Purtroppo, suonati i 45, mi sembra sempre più difficile trovar qualcuno sul campo che non si senta stoca*zo e immotivatamente che giochi per migliorare e divertirsi. Di recente ho fatto un doppio con sconosciuti e il mio compagno nell’ordine ha: rubato due punti agli avversari, continuato a darmi ordini per tutta l’interminabile, noiosissima ora.

Comunque, più o meno nello stesso periodo in cui ho ricominciato a giocare per muovere un po’ il c*lo – era il 2018 – in qualche scorribanda alla ricerca di partite da vedere mi sono imbattuto in Sinner e un po’ di tempo dopo mi son messo di tigna a seguirlo ho profetizzato un futuro radioso facendomi perculare assai (non ha il fisico, non vincerà mai un 500, mai un 1000, mai uno slam) ma sticaz*i: chi aveva gli occhi per vedere aveva visto.

Da allora ne ho sentite e lette di tutti i colori (quanto mi manca Gianni Clerici), fra hater, appassionati storici, improvvisati, gente che pensa al tennis come al calcio, gente che confonde la propria esperienza personale con la verità assoluta, gente che cerca il gossip, che non legge i documenti, che guarda i riassunti e pensa di sapere tutto di una partita, che pensa che lo sport sia un videogame e pensa che il numero uno debba vincere sempre 6-0 6-0 6-0.

Oggi gioco anche con mio figlio, spero di non avergli trasmesso troppo di quel che penso del tennis e di non condizionarlo e che, se vorrà continuare a giocarci, lo faccia sempre con il sorriso.
Mi piace che mio figlio sia bambino mentre c’è un Sinner campione gentile, anche se so che i gesti gentili di Sinner fanno arrabbiare alcune tipologie di persone. Mi piace anche per mia figlia – che dice che il tennis l’annoia, ma i gesti gentili e i sorrisi li apprezza molto anche lei.

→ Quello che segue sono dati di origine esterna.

//! The framework-agnostic request view the dispatch core operates over.

use bytes::Bytes;
use http::HeaderMap;
use std::collections::HashMap;

/// Everything the dispatch core needs from an inbound request.
///
/// The body is a [`Bytes`] handle rather than a consumable stream: cloning a
/// `Bytes` is a cheap refcount bump over the same backing buffer, so every
/// consumer (rule matching, forwarding, logging) gets its own "re-seated"
/// view without the core needing to buffer-and-reassign a reader by hand.
#[derive(Debug, Clone)]
pub struct DispatchRequest {
    /// Uppercase HTTP method, e.g. `"GET"`.
    pub method: String,
    /// Inbound request headers.
    pub headers: HeaderMap,
    /// Query parameters, first value per key.
    pub query: HashMap<String, String>,
    /// Raw request body.
    pub body: Bytes,
}

impl DispatchRequest {
    /// First value of a header, if present.
    pub fn header(&self, name: &str) -> Option<&str> {
        self.headers.get(name).and_then(|v| v.to_str().ok())
    }

    /// First value of a query parameter, if present.
    pub fn query_param(&self, name: &str) -> Option<&str> {
        self.query.get(name).map(|s| s.as_str())
    }

    /// Any header name starting (case-insensitively) with `beo-echo`, used by
    /// loop detection.
    pub fn has_header_prefixed(&self, prefix: &str) -> bool {
        let prefix = prefix.to_ascii_lowercase();
        self.headers.keys().any(|name| name.as_str().to_ascii_lowercase().starts_with(&prefix))
    }
}
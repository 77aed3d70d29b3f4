//! Response Builder: synthesizes an HTTP response from a stored mock body
//! plus headers JSON, applying `gzip`/`br` content-encoding when requested.

use crate::model::MockResponse;
use flate2::write::GzEncoder;
use flate2::Compression;
use std::io::Write;

/// A fully materialized HTTP response ready to be handed to an HTTP
/// framework. Header order/case is preserved as given by the stored headers
/// JSON, as far as a `Vec` of pairs can represent it.
#[derive(Debug, Clone)]
pub struct BuiltResponse {
    /// HTTP status code.
    pub status: u16,
    /// Response headers, in the order the stored JSON object declared them.
    pub headers: Vec<(String, String)>,
    /// Response body, already encoded per `Content-Encoding` if applicable.
    pub body: Vec<u8>,
}

/// Build a [`BuiltResponse`] from a stored [`MockResponse`].
///
/// `headers` is parsed as a JSON object (header name -> value); a parse
/// failure is tolerated by treating headers as empty, matching the "no
/// observer-visible panic on malformed stored config" contract the rest of
/// the dispatch core follows. A `Content-Encoding` of `gzip` or `br`
/// (case-insensitive name, lowercased value) compresses the body and the
/// returned `Content-Length` reflects the compressed size; anything else
/// passes the body through unmodified.
pub fn build(mock: &MockResponse) -> BuiltResponse {
    let mut headers: Vec<(String, String)> = serde_json::from_str::<serde_json::Map<String, serde_json::Value>>(
        &mock.headers,
    )
    .ok()
    .map(|map| {
        map.into_iter()
            .filter_map(|(k, v)| v.as_str().map(|s| (k, s.to_string())))
            .collect()
    })
    .unwrap_or_default();

    let content_encoding = headers
        .iter()
        .find(|(k, _)| k.eq_ignore_ascii_case("content-encoding"))
        .map(|(_, v)| v.to_ascii_lowercase());

    let raw = mock.body.as_bytes();
    let body = match content_encoding.as_deref() {
        Some("gzip") => gzip_encode(raw),
        Some("br") => brotli_encode(raw),
        _ => raw.to_vec(),
    };

    headers.retain(|(k, _)| !k.eq_ignore_ascii_case("content-length"));
    headers.push(("Content-Length".to_string(), body.len().to_string()));

    BuiltResponse { status: mock.status_code, headers, body }
}

fn gzip_encode(raw: &[u8]) -> Vec<u8> {
    let mut encoder = GzEncoder::new(Vec::new(), Compression::default());
    // Writing to an in-memory Vec cannot fail.
    encoder.write_all(raw).expect("gzip encode into memory buffer");
    encoder.finish().expect("gzip finish into memory buffer")
}

fn brotli_encode(raw: &[u8]) -> Vec<u8> {
    let mut out = Vec::new();
    let params = brotli::enc::BrotliEncoderParams::default();
    brotli::BrotliCompress(&mut std::io::Cursor::new(raw), &mut out, &params)
        .expect("brotli encode into memory buffer");
    out
}
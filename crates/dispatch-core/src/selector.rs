//! Response Selector and the process-wide Round-Robin Registry.

use crate::model::{MockResponse, ResponseMode};
use crate::request::DispatchRequest;
use crate::rules;
use rand::Rng;
use std::collections::HashMap;
use std::sync::atomic::{AtomicU64, Ordering};
use std::sync::RwLock;

/// Process-wide, per-endpoint round-robin counters.
///
/// The counter persists only for the process lifetime; restart resets
/// distribution. Concurrent selections on the same endpoint serialize just
/// enough — via the per-entry [`AtomicU64`] — to avoid skipping or repeating
/// indices, without taking a registry-wide lock on the hot path.
#[derive(Debug, Default)]
pub struct RoundRobinRegistry {
    counters: RwLock<HashMap<String, AtomicU64>>,
}

impl RoundRobinRegistry {
    /// Create an empty registry.
    pub fn new() -> Self {
        Self::default()
    }

    /// Atomically read-and-increment the counter for `endpoint_id`, returning
    /// an index into a slice of length `len` (`len` must be positive).
    pub fn next_index(&self, endpoint_id: &str, len: usize) -> usize {
        debug_assert!(len > 0);

        // Fast path: counter already exists, only a read lock needed.
        if let Some(counter) = self.counters.read().unwrap().get(endpoint_id) {
            let prev = counter.fetch_add(1, Ordering::Relaxed);
            return (prev as usize) % len;
        }

        // Slow path: insert under a write lock, re-checking in case another
        // caller raced us to it.
        let mut guard = self.counters.write().unwrap();
        let counter = guard.entry(endpoint_id.to_string()).or_insert_with(|| AtomicU64::new(0));
        let prev = counter.fetch_add(1, Ordering::Relaxed);
        (prev as usize) % len
    }

    /// Clear all counters. Useful for deterministic tests.
    pub fn clear(&self) {
        self.counters.write().unwrap().clear();
    }
}

/// Select at most one response for a request, given the endpoint's
/// configured selection mode.
///
/// See spec section 4.6 for the full algorithm; summarized:
/// 1. Partition into rule-matched `valid` responses.
/// 2. If none match, fall back to unconditional (zero-rule) responses, or
///    the last-seen `is_fallback` response if even those are absent.
/// 3. Sort `valid` by priority descending (stable — ties keep insertion
///    order).
/// 4. Pick one per `mode`.
pub fn select(
    endpoint_id: &str,
    responses: &[MockResponse],
    mode: ResponseMode,
    request: &DispatchRequest,
    round_robin: &RoundRobinRegistry,
) -> Option<MockResponse> {
    let mut valid: Vec<MockResponse> =
        responses.iter().filter(|r| rules::matches(&r.rules, request)).cloned().collect();

    if valid.is_empty() {
        let mut fallback_only: Option<MockResponse> = None;
        for r in responses {
            if r.rules.is_empty() {
                valid.push(r.clone());
            }
            if r.is_fallback {
                // Last fallback wins: iteration order is the list's given
                // order, and later fallback entries overwrite earlier ones.
                fallback_only = Some(r.clone());
            }
        }

        if valid.is_empty() {
            return fallback_only;
        }
    }

    if valid.is_empty() {
        return None;
    }

    valid.sort_by(|a, b| b.priority.cmp(&a.priority));

    match mode {
        ResponseMode::Static => valid.into_iter().next(),
        ResponseMode::Random => {
            let idx = rand::rng().random_range(0..valid.len());
            valid.into_iter().nth(idx)
        }
        ResponseMode::RoundRobin => {
            let idx = round_robin.next_index(endpoint_id, valid.len());
            valid.into_iter().nth(idx)
        }
    }
}
//! The read-only storage collaborator the dispatch core depends on.
//!
//! Everything in this module is an interface; persistence, the admin UI, and
//! tenant/auth management are external concerns the core never touches
//! directly. A concrete implementation (database-backed, in-memory, or
//! otherwise) is supplied by the embedding application.

use crate::model::{Endpoint, MockResponse, Project};
use async_trait::async_trait;

/// Read-only lookup surface the dispatch core needs from storage.
///
/// All methods are async to allow a database-backed implementation without
/// forcing the core to block a worker thread.
#[async_trait]
pub trait Repository: Send + Sync {
    /// Find a project by its unique alias.
    async fn find_project_by_alias(&self, alias: &str) -> Option<Project>;

    /// Find the endpoint matching `(project_id, method, path)`.
    ///
    /// Path-rule evaluation (spec data model: `Rule::rule_type ==
    /// RuleType::Path`) happens inside this lookup; the Rule Matcher never
    /// sees path rules.
    async fn find_matching_endpoint(
        &self,
        project_id: &str,
        method: &str,
        path: &str,
    ) -> Option<Endpoint>;

    /// Load all responses configured for an endpoint, in storage order.
    async fn find_responses_by_endpoint_id(&self, endpoint_id: &str) -> Vec<MockResponse>;
}
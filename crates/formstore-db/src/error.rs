use thiserror::Error;

#[derive(Error, Debug)]
pub enum Error {
    #[error("Database connection error: {0}")]
    Connection(String),

    #[error("Record not found: {0}")]
    RecordNotFound(String),

    #[error("Corrupt record {id}: {reason}")]
    CorruptRecord { id: String, reason: String },

    #[error("Resource error: {0}")]
    Resource(String),

    #[error(transparent)]
    Validation(#[from] formstore_core::Error),

    #[error("SQLx error: {0}")]
    Sqlx(#[from] sqlx::Error),

    #[error("Serialization error: {0}")]
    Serialization(#[from] serde_json::Error),

    #[error("I/O error: {0}")]
    Io(#[from] std::io::Error),

    #[error(transparent)]
    Other(#[from] anyhow::Error),
}

pub type Result<T> = std::result::Result<T, Error>;
use axum::http::StatusCode;
use axum::response::{IntoResponse, Response};
use axum::Json;
use serde::Serialize;
use thiserror::Error;

#[derive(Debug, Error)]
pub enum ApiError {
    #[error("Validation failed: {0}")]
    Validation(String),

    #[error("Not found: {0}")]
    NotFound(String),

    #[error("Bad request: {0}")]
    BadRequest(String),

    #[error("No writer available for type {0}")]
    UnsupportedFormat(String),

    #[error("Export format {0} is not available on this server")]
    WriterUnavailable(String),

    #[error("Persistence failure: {0}")]
    Persistence(String),

    #[error("Internal server error: {0}")]
    Internal(String),
}

#[derive(Debug, Serialize)]
pub struct ErrorResponse {
    pub error: String,
    pub status: u16,
}

impl ApiError {
    pub fn status(&self) -> StatusCode {
        match self {
            ApiError::Validation(_) => StatusCode::UNPROCESSABLE_ENTITY,
            ApiError::NotFound(_) => StatusCode::NOT_FOUND,
            ApiError::BadRequest(_) | ApiError::UnsupportedFormat(_) => StatusCode::BAD_REQUEST,
            ApiError::WriterUnavailable(_) => StatusCode::NOT_IMPLEMENTED,
            ApiError::Persistence(_) | ApiError::Internal(_) => {
                StatusCode::INTERNAL_SERVER_ERROR
            }
        }
    }
}

impl IntoResponse for ApiError {
    fn into_response(self) -> Response {
        let status = self.status();
        if status.is_server_error() {
            tracing::error!("Request failed: {}", self);
        }

        let body = ErrorResponse {
            error: self.to_string(),
            status: status.as_u16(),
        };

        (status, Json(body)).into_response()
    }
}

impl From<formstore_core::Error> for ApiError {
    fn from(err: formstore_core::Error) -> Self {
        match err {
            formstore_core::Error::InvalidIdentifier(msg) => ApiError::Validation(msg),
            formstore_core::Error::UnsupportedFormat(format) => ApiError::UnsupportedFormat(format),
            formstore_core::Error::Other(e) => ApiError::Internal(e.to_string()),
        }
    }
}

impl From<formstore_db::Error> for ApiError {
    fn from(err: formstore_db::Error) -> Self {
        match err {
            formstore_db::Error::Validation(e) => e.into(),
            formstore_db::Error::RecordNotFound(id) => {
                ApiError::NotFound(format!("record {}", id))
            }
            other => ApiError::Persistence(other.to_string()),
        }
    }
}

impl From<formstore_export::Error> for ApiError {
    fn from(err: formstore_export::Error) -> Self {
        match err {
            formstore_export::Error::WriterUnavailable(format) => {
                ApiError::WriterUnavailable(format.to_string())
            }
            other => ApiError::Internal(other.to_string()),
        }
    }
}
use std::fmt::{self, Write as _};
use std::str::FromStr;

use chrono::{DateTime, Utc};
use serde::{Deserialize, Serialize};

use crate::{Error, FieldLabelResolver, StorageRecord};

/// Header of the optional timestamp column.
pub const DATE_TIME_LABEL: &str = "DateTime";

#[derive(Debug, Clone, Copy, Default, PartialEq, Eq, Hash, Serialize, Deserialize)]
#[serde(rename_all = "lowercase")]
pub enum ExportFormat {
    Xls,
    #[default]
    Xlsx,
    Ods,
    Csv,
    Html,
}

impl ExportFormat {
    pub const ALL: [ExportFormat; 5] = [
        ExportFormat::Xls,
        ExportFormat::Xlsx,
        ExportFormat::Ods,
        ExportFormat::Csv,
        ExportFormat::Html,
    ];

    pub fn extension(&self) -> &'static str {
        match self {
            ExportFormat::Xls => "xls",
            ExportFormat::Xlsx => "xlsx",
            ExportFormat::Ods => "ods",
            ExportFormat::Csv => "csv",
            ExportFormat::Html => "html",
        }
    }

    pub fn mime_type(&self) -> &'static str {
        match self {
            ExportFormat::Xls => "application/vnd.ms-excel",
            ExportFormat::Xlsx => {
                "application/vnd.openxmlformats-officedocument.spreadsheetml.sheet"
            }
            ExportFormat::Ods => "application/vnd.oasis.opendocument.spreadsheet",
            ExportFormat::Csv => "text/csv",
            ExportFormat::Html => "text/html",
        }
    }

    /// Download name, e.g. `Database-Storage-contact.xlsx`.
    pub fn file_name(&self, identifier: &str) -> String {
        format!("Database-Storage-{}.{}", identifier, self.extension())
    }
}

impl fmt::Display for ExportFormat {
    fn fmt(&self, f: &mut fmt::Formatter<'_>) -> fmt::Result {
        f.write_str(self.extension())
    }
}

impl FromStr for ExportFormat {
    type Err = Error;

    fn from_str(s: &str) -> Result<Self, Self::Err> {
        ExportFormat::ALL
            .into_iter()
            .find(|format| format.extension().eq_ignore_ascii_case(s.trim()))
            .ok_or_else(|| Error::UnsupportedFormat(s.to_string()))
    }
}

/// Metadata written into exported documents.
#[derive(Debug, Clone, PartialEq, Eq, Serialize, Deserialize)]
pub struct DocumentProperties {
    pub creator: String,
    pub title: String,
    pub subject: String,
}

/// Header row plus one row per record, every row as wide as the header.
#[derive(Debug, Clone, Default, PartialEq, Eq)]
pub struct Grid {
    pub header: Vec<String>,
    pub rows: Vec<Vec<String>>,
}

impl Grid {
    pub fn width(&self) -> usize {
        self.header.len()
    }
}

/// Lay out `records` as a grid.
///
/// When `date_time_format` is set a trailing [`DATE_TIME_LABEL`] column holds
/// each record's timestamp in that strftime pattern.
pub fn build_grid(
    records: &[StorageRecord],
    resolver: &FieldLabelResolver<'_>,
    date_time_format: Option<&str>,
) -> Grid {
    let labels = resolver.resolve_labels(records);

    let rows = records
        .iter()
        .map(|record| {
            let mut row: Vec<String> = labels
                .iter()
                .map(|label| resolver.value_of(record, label))
                .collect();
            if let Some(pattern) = date_time_format {
                row.push(format_timestamp(&record.timestamp, pattern));
            }
            row
        })
        .collect();

    let mut header = labels;
    if date_time_format.is_some() {
        header.push(DATE_TIME_LABEL.to_string());
    }

    Grid { header, rows }
}

/// Format with a strftime pattern, falling back to RFC 3339 when the pattern
/// is invalid.
pub fn format_timestamp(timestamp: &DateTime<Utc>, pattern: &str) -> String {
    let mut formatted = String::new();
    match write!(formatted, "{}", timestamp.format(pattern)) {
        Ok(()) => formatted,
        Err(_) => {
            tracing::warn!("Invalid datetime format '{}', using RFC 3339", pattern);
            timestamp.to_rfc3339()
        }
    }
}

#[cfg(test)]
mod tests {
    use super::*;
    use crate::{IgnoreRules, Properties, PropertyValue};
    use chrono::TimeZone;
    use pretty_assertions::assert_eq;
    use serde_json::json;

    fn record(pairs: &[(&str, serde_json::Value)], hour: u32) -> StorageRecord {
        let properties: Properties = pairs
            .iter()
            .map(|(k, v)| (k.to_string(), PropertyValue::from(v.clone())))
            .collect();
        StorageRecord::new("export-test", properties)
            .unwrap()
            .with_timestamp(Utc.with_ymd_and_hms(2024, 3, 1, hour, 30, 0).unwrap())
    }

    #[test]
    fn test_format_parsing() {
        assert_eq!("xlsx".parse::<ExportFormat>().unwrap(), ExportFormat::Xlsx);
        assert_eq!("Xlsx".parse::<ExportFormat>().unwrap(), ExportFormat::Xlsx);
        assert_eq!("CSV".parse::<ExportFormat>().unwrap(), ExportFormat::Csv);

        let err = "bogus".parse::<ExportFormat>().unwrap_err();
        assert!(matches!(err, Error::UnsupportedFormat(ref f) if f == "bogus"));
    }

    #[test]
    fn test_file_name_and_mime_type() {
        assert_eq!(
            ExportFormat::Ods.file_name("contact"),
            "Database-Storage-contact.ods"
        );
        assert_eq!(ExportFormat::Csv.mime_type(), "text/csv");
        assert_eq!(ExportFormat::default(), ExportFormat::Xlsx);
    }

    #[test]
    fn test_grid_without_timestamp() {
        let rules = IgnoreRules::none();
        let resolver = FieldLabelResolver::new(&rules);
        let records = vec![
            record(&[("a", json!(1)), ("b", json!("two"))], 10),
            record(&[("c", json!(true))], 9),
        ];

        let grid = build_grid(&records, &resolver, None);

        assert_eq!(grid.header, vec!["a", "b", "c"]);
        assert_eq!(
            grid.rows,
            vec![
                vec!["1".to_string(), "two".to_string(), String::new()],
                vec![String::new(), String::new(), "true".to_string()],
            ]
        );
    }

    #[test]
    fn test_grid_with_timestamp_column() {
        let rules = IgnoreRules::none();
        let resolver = FieldLabelResolver::new(&rules);
        let records = vec![record(&[("a", json!("x"))], 10), record(&[], 8)];

        let grid = build_grid(&records, &resolver, Some("%d.%m.%Y %H:%M"));

        assert_eq!(grid.header, vec!["a", DATE_TIME_LABEL]);
        assert_eq!(grid.rows[0], vec!["x", "01.03.2024 10:30"]);
        assert_eq!(grid.rows[1], vec!["", "01.03.2024 08:30"]);
        assert!(grid.rows.iter().all(|row| row.len() == grid.width()));
    }
}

Ora, il bello è che, successo quel che è successo, Sinner triggera, il tennis triggera: cose da pazzi, quando triggera una cosa che prima ti sembrava di nicchia è sempre strano e allora magari taci – così faccio di solito – ma il tennis lo metti comunque ovunque, tipo dentro Piano, che è la rivista di Slow News.

Sinner triggera anche perché non è il personaggio che il sistema media (noi inclusi) vorrebbe.

Un po’ godo che sia così.

In fondo, siccome a me piacciono le persone che non sono personaggi, spero per lui che vinca tantissimo, che continui a rifiutare Sanremo per i prossimi vent’anni e che faccia un sacco di partite belle contro quell’altro fenomeno di Alcaraz, contro Medvedev che non sbadiglia più, pure contro Djokovic che sembra immortale, contro chi verrà.

C’è un’altra cosa da dire sul tennis e sulla storia di Sinner: è anche una storia di comunità, e le recenti vicissitudini di questo giocatore straordinario – prima di tutto proprio per com’è – lo confermano.